Values of subformulas: Change either the basic evaluator or any of its more elaborate versions so that it writes the value of each subformula underneath its operator.

Arithmetic: Write an evaluator for arithmetical expressions with just a few basic operations. You should ensure that all possible user errors are treated properly. Write a manual.

A Small APL: A sophisticated language with heavy emphasis on array processing is APL. For example, the expression 1 2 3 + 10 20 30 denotes the addition of two arrays of three numbers each, and its value is the array 11 22 33. Study a manual for APL (but do not be put off by the fancy characterset), and then design and implement a very small subset, but including at least array operations as in the example. Note that whereas for evaluators of logical or arithmetical expressions the values can always be returned in VAR parameters, this technique does not work when the values are arrays of arbitrary sizes.

A SET evaluator: Design a notation for expressions in which the basic values are not truth values or numbers or arrays of numbers, but sets of lower case letters. You need notations for sets given by enumeration of their members, for the nullset and the universal set, for complementation, intersection, union and difference. The four last mentioned operations should have some reasonable precedences to minimise the need for parentheses. Write a manual, design the program, write the program.

As a further refinement, add relational operators for inclusion and equivalence of sets --- note that these return logical values. Once there are logical values, it seems natural to add the truth functional connectives, too. Give a lot of thought to the precedences of 1)~the logical connectives, 2)~the relational operators, and 3)~the set operations.

Evaluators in other domains: You are in a city in which all streets run either north-south or east-west. Any movement you can make is in one of the four directions, north, south, east and west --- taken to mean up to the next intersection. Call these moves N, S, E and W, and a sequence of moves is written in the order of the moves, e.g.
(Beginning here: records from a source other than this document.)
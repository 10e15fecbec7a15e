//! Domain layer error definitions.

use thiserror::Error;

/// Errors related to Value Objects validation
#[derive(Debug, Error, Clone, PartialEq, Eq)]
pub enum ValueObjectError {
    /// PlayerId validation error
    #[error("PlayerId cannot be empty")]
    PlayerIdEmpty,

    /// PlayerId invalid format error (not a valid UUID format)
    #[error("PlayerId must be a valid UUID format (got: {0})")]
    PlayerIdInvalidFormat(String),

    /// PlayerName validation error
    #[error("PlayerName cannot be empty")]
    PlayerNameEmpty,

    /// PeerId invalid format error
    #[error("PeerId must be a valid UUID format (got: {0})")]
    PeerIdInvalidFormat(String),

    /// RoomKey validation error
    #[error("Room type and room id cannot be empty")]
    RoomKeyEmpty,

    /// RoomKey too long error
    #[error("Room key component cannot exceed {max} characters (got {actual})")]
    RoomKeyTooLong { max: usize, actual: usize },

    /// CursorColor invalid format error
    #[error("CursorColor must look like #rrggbb (got: {0})")]
    CursorColorInvalidFormat(String),

    /// CursorPosition non-finite coordinate error
    #[error("CursorPosition coordinates must be finite")]
    CursorPositionNotFinite,
}

/// Errors related to Player domain logic
#[derive(Debug, Error, Clone, PartialEq, Eq)]
pub enum PlayerError {
    /// A player record has to be created with a name
    #[error("Player '{0}' does not exist and the update carries no name")]
    NameRequired(String),

    /// Clicks can only grow
    #[error("Clicks of player '{id}' cannot decrease from {current} to {requested}")]
    ClicksDecreased {
        id: String,
        current: u64,
        requested: u64,
    },

    /// Increment target does not exist
    #[error("Player '{0}' not found")]
    NotFound(String),

    /// Clicks counter overflow
    #[error("Clicks of player '{0}' overflowed")]
    ClicksOverflow(String),

    /// Transaction without operations
    #[error("Transaction must contain at least one operation")]
    EmptyTransaction,
}

/// Errors raised by repository implementations
#[derive(Debug, Error, Clone, PartialEq, Eq)]
pub enum RepositoryError {
    /// Transaction rejected by the domain model
    #[error("Transaction rejected: {0}")]
    Rejected(#[from] PlayerError),

    /// Presence peer not registered
    #[error("Peer '{0}' not found")]
    PeerNotFound(String),

    /// Presence peer already registered
    #[error("Peer '{0}' is already registered")]
    DuplicatePeer(String),

    /// Peer has not joined any room
    #[error("Peer '{0}' has not joined a room")]
    NotInRoom(String),
}
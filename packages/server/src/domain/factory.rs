//! Domain factories for generating identifiers.

use super::{PeerId, PlayerId};

/// Factory for generating PlayerId instances.
///
/// Players are normally created with an id generated on the client; the
/// server only generates ids in tests and tooling.
pub struct PlayerIdFactory;

impl PlayerIdFactory {
    /// Generate a new PlayerId with a random UUID v4.
    pub fn generate() -> PlayerId {
        PlayerId::from_uuid(uuid::Uuid::new_v4())
    }
}

/// Factory for generating PeerId instances, one per WebSocket connection.
pub struct PeerIdFactory;

impl PeerIdFactory {
    /// Generate a new PeerId with a random UUID v4.
    pub fn generate() -> PeerId {
        PeerId::from_uuid(uuid::Uuid::new_v4())
    }
}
NES means moving north, then east, then south. Clearly that move is equivalent to just moving east. Similarly, NENWWS is equivalent to WN. Write a program which reads sequences of moves and then writes a minimal sequence which is equivalent to it. Note that often there will be several equivalent minimal sequences, so some decision is needed as to which of the equivalent minimal sequences is written out.
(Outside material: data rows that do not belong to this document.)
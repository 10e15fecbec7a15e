//! Core domain models: the durable player table and ephemeral presence peers.

use serde::{Deserialize, Serialize};

use super::{
    error::PlayerError,
    transaction::{Transaction, TxOperation},
    value_object::{
        Clicks, CursorColor, CursorPosition, PeerId, PlayerId, PlayerName, PresenceName, RoomKey,
        Timestamp,
    },
};

/// A participant of the game and their score
#[derive(Debug, Clone, PartialEq, Serialize, Deserialize)]
pub struct Player {
    /// Player identifier (generated by the client)
    pub id: PlayerId,
    /// Display name set when joining
    pub name: PlayerName,
    /// Number of clicks, never decreasing
    pub clicks: Clicks,
    /// Timestamp when the record was created
    pub created_at: Timestamp,
    /// Timestamp of the last committed change
    pub updated_at: Timestamp,
}

impl Player {
    /// Create a new player
    pub fn new(id: PlayerId, name: PlayerName, clicks: Clicks, now: Timestamp) -> Self {
        Self {
            id,
            name,
            clicks,
            created_at: now,
            updated_at: now,
        }
    }

    /// Merge field changes into the player
    ///
    /// # Errors
    ///
    /// Returns `PlayerError::ClicksDecreased` if the change would lower the counter
    pub fn merge(&mut self, changes: &PlayerChanges, now: Timestamp) -> Result<(), PlayerError> {
        if let Some(clicks) = changes.clicks {
            if clicks < self.clicks {
                return Err(PlayerError::ClicksDecreased {
                    id: self.id.to_string(),
                    current: self.clicks.value(),
                    requested: clicks.value(),
                });
            }
            self.clicks = clicks;
        }
        if let Some(name) = &changes.name {
            self.name = name.clone();
        }
        self.updated_at = now;
        Ok(())
    }

    /// Add `by` clicks to the counter
    pub fn increment(&mut self, by: u64, now: Timestamp) -> Result<(), PlayerError> {
        self.clicks = self
            .clicks
            .checked_add(by)
            .ok_or_else(|| PlayerError::ClicksOverflow(self.id.to_string()))?;
        self.updated_at = now;
        Ok(())
    }
}

/// Field-level changes carried by an update operation
#[derive(Debug, Clone, Default, PartialEq, Serialize, Deserialize)]
pub struct PlayerChanges {
    pub name: Option<PlayerName>,
    pub clicks: Option<Clicks>,
}

/// The single global table of players
///
/// Insertion order is kept so that equal scores list in join order.
#[derive(Debug, Clone, Default, Serialize, Deserialize)]
pub struct PlayerTable {
    players: Vec<Player>,
}

impl PlayerTable {
    /// Create an empty table
    pub fn new() -> Self {
        Self::default()
    }

    /// All players in insertion order
    pub fn players(&self) -> &[Player] {
        &self.players
    }

    /// Get a player by ID
    pub fn get(&self, id: &PlayerId) -> Option<&Player> {
        self.players.iter().find(|p| &p.id == id)
    }

    fn get_mut(&mut self, id: &PlayerId) -> Option<&mut Player> {
        self.players.iter_mut().find(|p| &p.id == id)
    }

    /// Apply every operation of the transaction, or none of them
    ///
    /// # Errors
    ///
    /// Returns the first `PlayerError` raised by an operation; the table is
    /// left untouched in that case.
    pub fn apply(&mut self, transaction: &Transaction, now: Timestamp) -> Result<(), PlayerError> {
        let mut staged = self.clone();
        for op in transaction.operations() {
            staged.apply_operation(op, now)?;
        }
        *self = staged;
        Ok(())
    }

    fn apply_operation(&mut self, op: &TxOperation, now: Timestamp) -> Result<(), PlayerError> {
        match op {
            TxOperation::Update { id, changes } => match self.get_mut(id) {
                Some(player) => player.merge(changes, now),
                None => {
                    let name = changes
                        .name
                        .clone()
                        .ok_or_else(|| PlayerError::NameRequired(id.to_string()))?;
                    let clicks = changes.clicks.unwrap_or_default();
                    self.players
                        .push(Player::new(id.clone(), name, clicks, now));
                    Ok(())
                }
            },
            TxOperation::Increment { id, by } => self
                .get_mut(id)
                .ok_or_else(|| PlayerError::NotFound(id.to_string()))?
                .increment(*by, now),
        }
    }
}

/// One live connection in the presence registry
#[derive(Debug, Clone, PartialEq, Serialize, Deserialize)]
pub struct Peer {
    /// Connection identifier
    pub id: PeerId,
    /// Room the peer has joined, if any
    pub room: Option<RoomKey>,
    /// Published presence name (may be empty)
    pub name: PresenceName,
    /// Cursor color picked by the peer
    pub color: Option<CursorColor>,
    /// Last reported cursor position
    pub cursor: Option<CursorPosition>,
    /// Timestamp when the peer connected
    pub connected_at: Timestamp,
}

impl Peer {
    /// Create a peer that has not joined a room yet
    pub fn new(id: PeerId, connected_at: Timestamp) -> Self {
        Self {
            id,
            room: None,
            name: PresenceName::default(),
            color: None,
            cursor: None,
            connected_at,
        }
    }

    /// Whether the peer is in the given room
    pub fn is_in(&self, room: &RoomKey) -> bool {
        self.room.as_ref() == Some(room)
    }
}

#[cfg(test)]
mod tests {
    use super::*;
    use crate::domain::factory::PlayerIdFactory;

    fn name(value: &str) -> PlayerName {
        PlayerName::new(value.to_string()).unwrap()
    }

    fn create(id: &PlayerId, player_name: &str) -> Transaction {
        Transaction::new(vec![TxOperation::Update {
            id: id.clone(),
            changes: PlayerChanges {
                name: Some(name(player_name)),
                clicks: Some(Clicks::new(0)),
            },
        }])
        .unwrap()
    }

    fn set_clicks(id: &PlayerId, clicks: u64) -> Transaction {
        Transaction::new(vec![TxOperation::Update {
            id: id.clone(),
            changes: PlayerChanges {
                name: None,
                clicks: Some(Clicks::new(clicks)),
            },
        }])
        .unwrap()
    }

    #[test]
    fn test_update_creates_missing_player() {
        // テスト項目: 存在しないプレイヤーへの update はレコードを作成する
        // given (前提条件):
        let mut table = PlayerTable::new();
        let id = PlayerIdFactory::generate();

        // when (操作):
        let result = table.apply(&create(&id, "Alice"), Timestamp::new(1000));

        // then (期待する結果):
        assert!(result.is_ok());
        assert_eq!(table.players().len(), 1);
        let player = table.get(&id).unwrap();
        assert_eq!(player.name.as_str(), "Alice");
        assert_eq!(player.clicks, Clicks::new(0));
        assert_eq!(player.created_at, Timestamp::new(1000));
    }

    #[test]
    fn test_update_without_name_on_missing_player_fails() {
        // テスト項目: 名前なしで新規プレイヤーは作成できない
        // given (前提条件):
        let mut table = PlayerTable::new();
        let id = PlayerIdFactory::generate();

        // when (操作):
        let result = table.apply(&set_clicks(&id, 1), Timestamp::new(0));

        // then (期待する結果):
        assert_eq!(result, Err(PlayerError::NameRequired(id.to_string())));
        assert!(table.players().is_empty());
    }

    #[test]
    fn test_update_merges_clicks() {
        // テスト項目: 既存プレイヤーへの update はフィールドをマージする
        // given (前提条件):
        let mut table = PlayerTable::new();
        let id = PlayerIdFactory::generate();
        table.apply(&create(&id, "Alice"), Timestamp::new(0)).unwrap();

        // when (操作):
        table.apply(&set_clicks(&id, 1), Timestamp::new(5)).unwrap();

        // then (期待する結果): 名前は保持され、クリック数だけ更新される
        let player = table.get(&id).unwrap();
        assert_eq!(player.name.as_str(), "Alice");
        assert_eq!(player.clicks, Clicks::new(1));
        assert_eq!(player.updated_at, Timestamp::new(5));
    }

    #[test]
    fn test_update_same_clicks_is_accepted() {
        // テスト項目: 同じクリック数の書き込み（競合した +1）は受け付ける
        // given (前提条件):
        let mut table = PlayerTable::new();
        let id = PlayerIdFactory::generate();
        table.apply(&create(&id, "Alice"), Timestamp::new(0)).unwrap();
        table.apply(&set_clicks(&id, 1), Timestamp::new(0)).unwrap();

        // when (操作): 古いスナップショットから計算した同じ値を書き込む
        let result = table.apply(&set_clicks(&id, 1), Timestamp::new(0));

        // then (期待する結果): 受け付けられるが +1 分は失われる
        assert!(result.is_ok());
        assert_eq!(table.get(&id).unwrap().clicks, Clicks::new(1));
    }

    #[test]
    fn test_decreasing_clicks_rejects_whole_transaction() {
        // テスト項目: クリック数を減らす操作を含むトランザクションは全体が拒否される
        // given (前提条件):
        let mut table = PlayerTable::new();
        let alice = PlayerIdFactory::generate();
        let bob = PlayerIdFactory::generate();
        table.apply(&create(&alice, "Alice"), Timestamp::new(0)).unwrap();
        table.apply(&set_clicks(&alice, 3), Timestamp::new(0)).unwrap();

        let transaction = Transaction::new(vec![
            create(&bob, "Bob").operations()[0].clone(),
            set_clicks(&alice, 2).operations()[0].clone(),
        ])
        .unwrap();

        // when (操作):
        let result = table.apply(&transaction, Timestamp::new(0));

        // then (期待する結果):
        assert_eq!(
            result,
            Err(PlayerError::ClicksDecreased {
                id: alice.to_string(),
                current: 3,
                requested: 2,
            })
        );
        assert_eq!(table.players().len(), 1);
        assert!(table.get(&bob).is_none());
    }

    #[test]
    fn test_increment_adds_clicks() {
        // テスト項目: increment は保存済みの値に加算する
        // given (前提条件):
        let mut table = PlayerTable::new();
        let id = PlayerIdFactory::generate();
        table.apply(&create(&id, "Alice"), Timestamp::new(0)).unwrap();
        let increment = Transaction::new(vec![TxOperation::Increment {
            id: id.clone(),
            by: 1,
        }])
        .unwrap();

        // when (操作): 2 回 increment する
        table.apply(&increment, Timestamp::new(0)).unwrap();
        table.apply(&increment, Timestamp::new(0)).unwrap();

        // then (期待する結果):
        assert_eq!(table.get(&id).unwrap().clicks, Clicks::new(2));
    }

    #[test]
    fn test_increment_missing_player_fails() {
        // テスト項目: 存在しないプレイヤーへの increment は失敗する
        let mut table = PlayerTable::new();
        let id = PlayerIdFactory::generate();
        let increment =
            Transaction::new(vec![TxOperation::Increment { id: id.clone(), by: 1 }]).unwrap();

        let result = table.apply(&increment, Timestamp::new(0));

        assert_eq!(result, Err(PlayerError::NotFound(id.to_string())));
    }

    #[test]
    fn test_players_keep_insertion_order() {
        // テスト項目: プレイヤーは参加順に保持される
        // given (前提条件):
        let mut table = PlayerTable::new();
        let alice = PlayerIdFactory::generate();
        let bob = PlayerIdFactory::generate();

        // when (操作):
        table.apply(&create(&alice, "Alice"), Timestamp::new(0)).unwrap();
        table.apply(&create(&bob, "Bob"), Timestamp::new(0)).unwrap();

        // then (期待する結果):
        let names: Vec<&str> = table.players().iter().map(|p| p.name.as_str()).collect();
        assert_eq!(names, vec!["Alice", "Bob"]);
    }

    #[test]
    fn test_peer_is_in_room() {
        // テスト項目: ルームに参加したピアだけがそのルームに属する
        let room = RoomKey::new("cursor".to_string(), "123".to_string()).unwrap();
        let other = RoomKey::new("cursor".to_string(), "456".to_string()).unwrap();
        let mut peer = Peer::new(crate::domain::factory::PeerIdFactory::generate(), Timestamp::new(0));
        assert!(!peer.is_in(&room));

        peer.room = Some(room.clone());

        assert!(peer.is_in(&room));
        assert!(!peer.is_in(&other));
    }
}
In modal logic there are three unary operators, for negation, possibility and necessity. Assume that they are written as the characters -, P and N. In some modal logics different sequences of the unary operators can be equivalent, in the sense that when they operate on the same formula then the resulting formulas are logically equivalent. For example, in most modal logics -N- is equivalent to P, and -P- is equivalent to N, and in many modal logics NP and PP are equivalent to P. Study some modal system, and write a program which reduces sequences of unary operators to an equivalent minimal form. Alternatively, write a program which does the same for a temporal logic, in which the unary operators are negation, always (in the future), sometimes (in the future) and next (instant in time). The idea of writing a program for reducing modalities was suggested to me by Rory Deutsch.